About this exercise –
Copy nothing from the entries below except the lines from the one containing "in the roster" through the one containing "use crate::services::registry::RosterRegistry;", and copy those exactly.

Stored data –
--------
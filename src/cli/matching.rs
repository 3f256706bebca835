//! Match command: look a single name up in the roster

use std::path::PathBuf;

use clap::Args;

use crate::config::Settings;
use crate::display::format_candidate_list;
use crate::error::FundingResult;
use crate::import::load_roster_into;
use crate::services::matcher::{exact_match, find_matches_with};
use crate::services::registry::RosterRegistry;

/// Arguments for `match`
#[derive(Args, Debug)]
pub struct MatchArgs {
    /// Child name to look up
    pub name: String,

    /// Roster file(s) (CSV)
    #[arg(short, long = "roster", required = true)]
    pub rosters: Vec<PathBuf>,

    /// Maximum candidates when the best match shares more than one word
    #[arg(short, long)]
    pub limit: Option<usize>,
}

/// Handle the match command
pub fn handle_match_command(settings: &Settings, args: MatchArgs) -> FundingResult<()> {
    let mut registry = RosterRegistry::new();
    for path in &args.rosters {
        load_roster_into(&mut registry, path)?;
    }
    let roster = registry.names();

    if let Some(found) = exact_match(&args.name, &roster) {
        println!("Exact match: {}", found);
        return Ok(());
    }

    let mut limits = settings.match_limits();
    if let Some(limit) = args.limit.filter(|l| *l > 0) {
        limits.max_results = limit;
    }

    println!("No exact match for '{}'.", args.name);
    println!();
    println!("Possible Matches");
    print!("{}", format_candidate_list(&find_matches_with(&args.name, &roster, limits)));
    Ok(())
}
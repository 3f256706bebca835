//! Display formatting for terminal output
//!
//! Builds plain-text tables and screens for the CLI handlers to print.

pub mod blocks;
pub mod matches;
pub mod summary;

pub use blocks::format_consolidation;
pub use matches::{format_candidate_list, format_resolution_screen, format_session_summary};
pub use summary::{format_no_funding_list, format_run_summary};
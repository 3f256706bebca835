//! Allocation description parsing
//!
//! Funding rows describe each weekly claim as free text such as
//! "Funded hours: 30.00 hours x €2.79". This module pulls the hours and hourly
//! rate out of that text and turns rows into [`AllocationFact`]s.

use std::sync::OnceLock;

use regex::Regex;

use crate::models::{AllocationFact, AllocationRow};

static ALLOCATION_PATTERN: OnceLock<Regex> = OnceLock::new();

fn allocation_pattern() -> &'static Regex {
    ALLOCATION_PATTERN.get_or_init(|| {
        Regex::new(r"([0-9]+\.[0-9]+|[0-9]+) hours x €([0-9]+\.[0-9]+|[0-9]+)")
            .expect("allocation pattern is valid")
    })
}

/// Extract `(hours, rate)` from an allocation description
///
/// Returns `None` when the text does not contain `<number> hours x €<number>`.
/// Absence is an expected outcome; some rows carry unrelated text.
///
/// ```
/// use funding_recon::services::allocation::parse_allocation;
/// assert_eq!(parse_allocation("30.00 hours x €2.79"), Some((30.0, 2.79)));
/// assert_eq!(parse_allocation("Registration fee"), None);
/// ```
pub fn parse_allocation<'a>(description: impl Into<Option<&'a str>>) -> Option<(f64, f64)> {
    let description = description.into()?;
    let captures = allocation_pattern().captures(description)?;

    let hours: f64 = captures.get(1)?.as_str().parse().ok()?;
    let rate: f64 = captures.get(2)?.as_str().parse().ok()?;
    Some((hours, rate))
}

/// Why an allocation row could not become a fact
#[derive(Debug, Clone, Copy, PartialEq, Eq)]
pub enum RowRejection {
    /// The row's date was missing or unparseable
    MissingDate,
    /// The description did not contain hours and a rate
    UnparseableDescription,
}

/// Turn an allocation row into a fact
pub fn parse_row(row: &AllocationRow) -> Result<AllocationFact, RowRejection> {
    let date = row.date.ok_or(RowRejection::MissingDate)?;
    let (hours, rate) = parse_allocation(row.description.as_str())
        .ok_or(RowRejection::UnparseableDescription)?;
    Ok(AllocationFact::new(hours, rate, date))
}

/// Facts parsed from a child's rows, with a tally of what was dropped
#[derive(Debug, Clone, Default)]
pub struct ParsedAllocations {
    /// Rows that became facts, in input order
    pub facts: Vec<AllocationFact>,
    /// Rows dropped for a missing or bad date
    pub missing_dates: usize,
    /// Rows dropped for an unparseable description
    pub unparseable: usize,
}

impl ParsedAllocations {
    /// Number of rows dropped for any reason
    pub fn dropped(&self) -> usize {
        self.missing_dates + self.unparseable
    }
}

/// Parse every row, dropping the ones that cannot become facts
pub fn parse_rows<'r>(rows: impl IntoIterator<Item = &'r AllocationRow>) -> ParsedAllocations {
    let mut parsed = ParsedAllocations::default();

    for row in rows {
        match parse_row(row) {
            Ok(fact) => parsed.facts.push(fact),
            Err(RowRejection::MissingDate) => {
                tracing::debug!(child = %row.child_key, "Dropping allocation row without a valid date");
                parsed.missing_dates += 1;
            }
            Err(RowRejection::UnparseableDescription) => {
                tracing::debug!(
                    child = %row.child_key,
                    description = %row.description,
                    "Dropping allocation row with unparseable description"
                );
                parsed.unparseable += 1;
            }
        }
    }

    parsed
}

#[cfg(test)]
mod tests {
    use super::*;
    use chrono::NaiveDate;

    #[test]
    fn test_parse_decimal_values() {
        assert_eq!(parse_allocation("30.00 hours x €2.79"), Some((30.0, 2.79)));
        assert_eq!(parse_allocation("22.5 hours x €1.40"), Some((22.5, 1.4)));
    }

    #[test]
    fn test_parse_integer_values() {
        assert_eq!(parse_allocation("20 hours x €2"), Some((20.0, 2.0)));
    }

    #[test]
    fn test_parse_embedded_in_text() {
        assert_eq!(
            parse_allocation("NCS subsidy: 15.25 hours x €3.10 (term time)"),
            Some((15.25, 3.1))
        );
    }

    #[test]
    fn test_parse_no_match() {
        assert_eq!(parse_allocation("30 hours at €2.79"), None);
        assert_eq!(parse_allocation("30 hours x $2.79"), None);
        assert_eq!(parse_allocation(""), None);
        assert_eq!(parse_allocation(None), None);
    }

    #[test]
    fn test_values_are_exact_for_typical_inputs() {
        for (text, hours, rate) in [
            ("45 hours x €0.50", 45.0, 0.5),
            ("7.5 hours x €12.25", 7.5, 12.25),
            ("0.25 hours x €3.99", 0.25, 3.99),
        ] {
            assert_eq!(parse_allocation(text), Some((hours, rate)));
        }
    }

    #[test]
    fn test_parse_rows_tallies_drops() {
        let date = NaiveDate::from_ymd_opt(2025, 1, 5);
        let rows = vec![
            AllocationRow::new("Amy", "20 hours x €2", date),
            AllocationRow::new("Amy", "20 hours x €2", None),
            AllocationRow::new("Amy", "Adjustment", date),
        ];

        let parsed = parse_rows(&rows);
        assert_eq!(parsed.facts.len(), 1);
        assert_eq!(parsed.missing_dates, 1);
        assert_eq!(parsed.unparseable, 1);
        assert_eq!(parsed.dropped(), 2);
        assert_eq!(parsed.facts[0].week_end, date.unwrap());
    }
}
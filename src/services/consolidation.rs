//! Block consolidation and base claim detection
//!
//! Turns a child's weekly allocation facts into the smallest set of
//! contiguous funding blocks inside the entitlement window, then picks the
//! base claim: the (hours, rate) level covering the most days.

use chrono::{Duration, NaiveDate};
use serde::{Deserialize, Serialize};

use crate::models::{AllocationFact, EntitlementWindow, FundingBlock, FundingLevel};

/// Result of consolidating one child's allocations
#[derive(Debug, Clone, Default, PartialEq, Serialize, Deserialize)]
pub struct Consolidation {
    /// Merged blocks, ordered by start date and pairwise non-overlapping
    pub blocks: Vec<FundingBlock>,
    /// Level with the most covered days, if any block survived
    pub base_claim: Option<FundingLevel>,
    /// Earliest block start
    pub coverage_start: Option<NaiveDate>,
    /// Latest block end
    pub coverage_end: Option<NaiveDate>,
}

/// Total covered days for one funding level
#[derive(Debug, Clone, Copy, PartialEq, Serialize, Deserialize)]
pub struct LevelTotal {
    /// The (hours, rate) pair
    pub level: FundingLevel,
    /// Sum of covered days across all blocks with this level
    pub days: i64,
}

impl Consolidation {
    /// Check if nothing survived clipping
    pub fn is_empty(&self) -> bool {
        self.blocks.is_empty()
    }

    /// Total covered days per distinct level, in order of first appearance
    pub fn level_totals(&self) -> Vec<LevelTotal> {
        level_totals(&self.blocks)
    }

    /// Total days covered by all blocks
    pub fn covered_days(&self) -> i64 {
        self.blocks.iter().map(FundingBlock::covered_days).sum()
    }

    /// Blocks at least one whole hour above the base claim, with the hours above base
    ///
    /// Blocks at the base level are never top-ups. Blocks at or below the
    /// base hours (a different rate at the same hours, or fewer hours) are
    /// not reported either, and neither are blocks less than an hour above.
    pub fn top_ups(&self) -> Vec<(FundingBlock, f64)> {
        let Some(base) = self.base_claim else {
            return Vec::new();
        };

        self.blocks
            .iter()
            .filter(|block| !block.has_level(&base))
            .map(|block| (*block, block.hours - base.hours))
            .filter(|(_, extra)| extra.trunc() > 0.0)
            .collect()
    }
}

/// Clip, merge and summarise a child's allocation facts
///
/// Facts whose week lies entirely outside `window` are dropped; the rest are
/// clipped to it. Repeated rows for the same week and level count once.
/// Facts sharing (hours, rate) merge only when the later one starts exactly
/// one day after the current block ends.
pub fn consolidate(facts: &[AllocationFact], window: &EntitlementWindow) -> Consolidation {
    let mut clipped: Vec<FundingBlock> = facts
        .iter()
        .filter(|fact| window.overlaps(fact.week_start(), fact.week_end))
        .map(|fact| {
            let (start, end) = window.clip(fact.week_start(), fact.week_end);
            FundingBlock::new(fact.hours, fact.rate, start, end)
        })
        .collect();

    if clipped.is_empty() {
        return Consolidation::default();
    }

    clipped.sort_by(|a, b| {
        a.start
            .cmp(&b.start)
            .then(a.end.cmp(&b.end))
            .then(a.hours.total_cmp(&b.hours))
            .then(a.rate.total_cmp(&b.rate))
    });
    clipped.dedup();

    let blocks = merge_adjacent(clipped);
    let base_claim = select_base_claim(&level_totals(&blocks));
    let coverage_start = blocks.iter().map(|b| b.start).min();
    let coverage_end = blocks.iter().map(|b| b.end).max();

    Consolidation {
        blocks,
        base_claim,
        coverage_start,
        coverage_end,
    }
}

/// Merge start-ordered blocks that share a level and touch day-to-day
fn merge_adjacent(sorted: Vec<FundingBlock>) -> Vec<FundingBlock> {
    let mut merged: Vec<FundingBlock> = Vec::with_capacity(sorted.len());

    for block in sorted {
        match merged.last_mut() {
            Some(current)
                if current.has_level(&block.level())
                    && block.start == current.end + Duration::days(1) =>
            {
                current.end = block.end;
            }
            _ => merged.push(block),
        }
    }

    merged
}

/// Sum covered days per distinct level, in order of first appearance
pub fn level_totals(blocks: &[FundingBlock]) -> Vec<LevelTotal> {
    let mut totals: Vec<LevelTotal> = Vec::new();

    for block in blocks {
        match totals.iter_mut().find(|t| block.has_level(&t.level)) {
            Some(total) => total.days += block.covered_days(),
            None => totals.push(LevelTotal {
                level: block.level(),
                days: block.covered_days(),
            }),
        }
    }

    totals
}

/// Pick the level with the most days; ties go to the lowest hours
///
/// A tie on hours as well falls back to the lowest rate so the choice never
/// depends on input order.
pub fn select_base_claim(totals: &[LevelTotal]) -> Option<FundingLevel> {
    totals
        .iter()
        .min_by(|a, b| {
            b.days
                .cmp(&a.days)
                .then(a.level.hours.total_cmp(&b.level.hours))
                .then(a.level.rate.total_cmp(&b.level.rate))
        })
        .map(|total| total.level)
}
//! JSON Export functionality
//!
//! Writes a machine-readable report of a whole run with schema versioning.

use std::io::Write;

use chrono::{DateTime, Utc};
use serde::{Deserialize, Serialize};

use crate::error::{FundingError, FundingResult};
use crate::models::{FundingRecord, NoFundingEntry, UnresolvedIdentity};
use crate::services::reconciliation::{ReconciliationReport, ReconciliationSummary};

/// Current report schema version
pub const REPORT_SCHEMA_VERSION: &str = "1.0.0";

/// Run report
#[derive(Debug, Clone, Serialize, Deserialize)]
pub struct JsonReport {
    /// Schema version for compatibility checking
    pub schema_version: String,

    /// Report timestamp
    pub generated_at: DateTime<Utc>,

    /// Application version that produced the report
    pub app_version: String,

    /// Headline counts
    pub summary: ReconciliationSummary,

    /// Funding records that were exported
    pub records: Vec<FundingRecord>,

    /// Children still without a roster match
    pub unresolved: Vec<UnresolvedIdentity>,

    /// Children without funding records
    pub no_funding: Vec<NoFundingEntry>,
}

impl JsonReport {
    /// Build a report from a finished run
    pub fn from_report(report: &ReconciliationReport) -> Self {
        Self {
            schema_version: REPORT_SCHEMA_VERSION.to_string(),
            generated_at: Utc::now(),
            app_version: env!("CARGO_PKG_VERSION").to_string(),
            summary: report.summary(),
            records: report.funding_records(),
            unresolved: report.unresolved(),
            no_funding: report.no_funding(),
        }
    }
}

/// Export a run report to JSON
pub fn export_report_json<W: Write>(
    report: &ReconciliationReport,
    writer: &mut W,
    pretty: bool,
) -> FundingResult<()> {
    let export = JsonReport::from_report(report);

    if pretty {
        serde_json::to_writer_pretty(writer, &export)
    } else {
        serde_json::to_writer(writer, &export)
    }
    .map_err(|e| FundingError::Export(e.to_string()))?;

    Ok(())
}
--------
Answer below –
//! Match command: look a single name up in the roster

use std::path::PathBuf;

use clap::Args;

use crate::config::Settings;
use crate::display::format_candidate_list;
use crate::error::FundingResult;
use crate::import::load_roster_into;
use crate::services::matcher::{exact_match, find_matches_with};
use crate::services::registry::RosterRegistry;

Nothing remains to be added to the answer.